The Medical Council has proposed that doctors should have to be certified as competent every five years under the terms of a radical restructuring of Irish legislation allowing them to practise in the Republic.
In a discussion paper submitted to the Minister for Health yesterday, the council said: "It is no longer acceptable for bad doctors to be identified and sanctioned following an incident. Our responsibility as a self-regulating profession must be to do our utmost to ensure that patients do not come to harm in the first place."
The body, which is responsible for protecting the public interest when dealing with members of the medical profession, also has proposed that doctors with health problems should not be subject to an adversarial system which deals with their fitness to practise. Both proposals would require extensive updating of the 1978 Medical Practitioners Act.
The international trend is towards proactive assurance of doctors' competence, the council president, Prof Gerry Bury, said. The urgent need for ongoing assurance was underlined by the recent experience of the General Medical Council in Britain of professional misconduct in Bristol, which raised disturbing questions about the extent to which the profession monitors its activities. This related to unacceptably high death rates among children who had undergone heart surgery.
The public should have continuing confidence in the abilities of doctors, Prof Bury said. Irish doctors had been "extraordinarily assiduous" in maintaining their competency, but it was a voluntary effort, and this had not been uniform. The council was proposing a competency assurance system on a partnership basis with the profession and Department of Health primarily.

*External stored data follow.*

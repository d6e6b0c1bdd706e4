//! Host properties
//!
//! A property is addressed by a path of names (`["request", "path"]`) and
//! holds raw bytes whose layout depends on the property. The typed getters
//! decode those bytes; a value that does not decode is
//! [`Error::Decode`](crate::Error::Decode), distinct from an absent property
//! (`Ok(None)`).

use crate::error::Result;
use crate::hostcall;
use proxywasm_api::codec::{self, CodecError};
use proxywasm_api::HostError;
use std::collections::HashMap;
use std::time::SystemTime;

/// Raw bytes of a property; `None` when the host has no such property
pub fn get_property<S: AsRef<str>>(path: &[S]) -> Result<Option<Vec<u8>>> {
    let mut data = Vec::new();
    match hostcall::host()
        .get_property(&codec::serialize_property_path(path), &mut data)
        .into_result()
    {
        Ok(()) => Ok(Some(data)),
        Err(HostError::NotFound) => Ok(None),
        Err(err) => Err(err.into()),
    }
}

pub fn set_property<S: AsRef<str>>(path: &[S], value: &[u8]) -> Result<()> {
    hostcall::host()
        .set_property(&codec::serialize_property_path(path), value)
        .into_result()?;
    Ok(())
}

fn typed<S, T>(
    path: &[S],
    decode: fn(&[u8]) -> std::result::Result<T, CodecError>,
) -> Result<Option<T>>
where
    S: AsRef<str>,
{
    match get_property(path)? {
        Some(bytes) => Ok(Some(decode(&bytes)?)),
        None => Ok(None),
    }
}

pub fn get_property_string<S: AsRef<str>>(path: &[S]) -> Result<Option<String>> {
    typed(path, codec::deserialize_string)
}

pub fn get_property_bool<S: AsRef<str>>(path: &[S]) -> Result<Option<bool>> {
    typed(path, codec::deserialize_bool)
}

pub fn get_property_u64<S: AsRef<str>>(path: &[S]) -> Result<Option<u64>> {
    typed(path, codec::deserialize_u64)
}

pub fn get_property_f64<S: AsRef<str>>(path: &[S]) -> Result<Option<f64>> {
    typed(path, codec::deserialize_f64)
}

pub fn get_property_timestamp<S: AsRef<str>>(path: &[S]) -> Result<Option<SystemTime>> {
    typed(path, codec::deserialize_timestamp)
}

/// Property holding a map; duplicate keys keep the last value
pub fn get_property_string_map<S: AsRef<str>>(
    path: &[S],
) -> Result<Option<HashMap<String, String>>> {
    typed(path, codec::deserialize_string_map)
}

pub fn get_property_bytes_map<S: AsRef<str>>(path: &[S]) -> Result<Option<Vec<(String, Vec<u8>)>>> {
    typed(path, codec::deserialize_bytes_map)
}

pub fn get_property_string_slice<S: AsRef<str>>(path: &[S]) -> Result<Option<Vec<String>>> {
    typed(path, codec::deserialize_string_slice)
}

pub fn get_property_bytes_slice<S: AsRef<str>>(path: &[S]) -> Result<Option<Vec<Vec<u8>>>> {
    typed(path, codec::deserialize_bytes_slice)
}

/// Property packed as `{0x00, len, bytes}` records, as used by node metadata
pub fn get_property_length_prefixed<S: AsRef<str>>(path: &[S]) -> Result<Option<Vec<String>>> {
    typed(path, codec::deserialize_length_prefixed)
}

Current Irish legislation "appears not to require doctors to perform any continuing professional development following completion of training", the paper noted. Many specialities, however, have been active in exceeding the Act's requirements with in-built continuing medical education (CME) and reviews by their peers.
Doctors on a specialist register, in effect all fully-trained doctors, including GPs, would require five-yearly recertification, the council suggested. It envisages the use of educational and audit procedures, to assure the public that, once training is completed, doctors continue to maintain their skills.
While doctors may be willing to consider some form of reaccreditation, formal examinations were unlikely to be acceptable or appropriate, it said. Doctors should exceed a points threshold, with most points allocated for CME and continuing professional development, including courses, self-education and attendance at routine teaching sessions. Up to 20 per cent of points would be allocated on the basis of peer review of competence; likewise for a performance review.
Failure to accrue the relevant points would result in a warning and an agreed remedial plan. Failure to implement this would result in a loss of specialist registration. The inevitable implication was every doctor working in independent practice would be required to be on the specialist register. The peer review would involve examination of facilities, protocols and case management.
A practice audit, for example, would require analysis of outpatient attendance by physicians to examine follow-up or discharge procedures.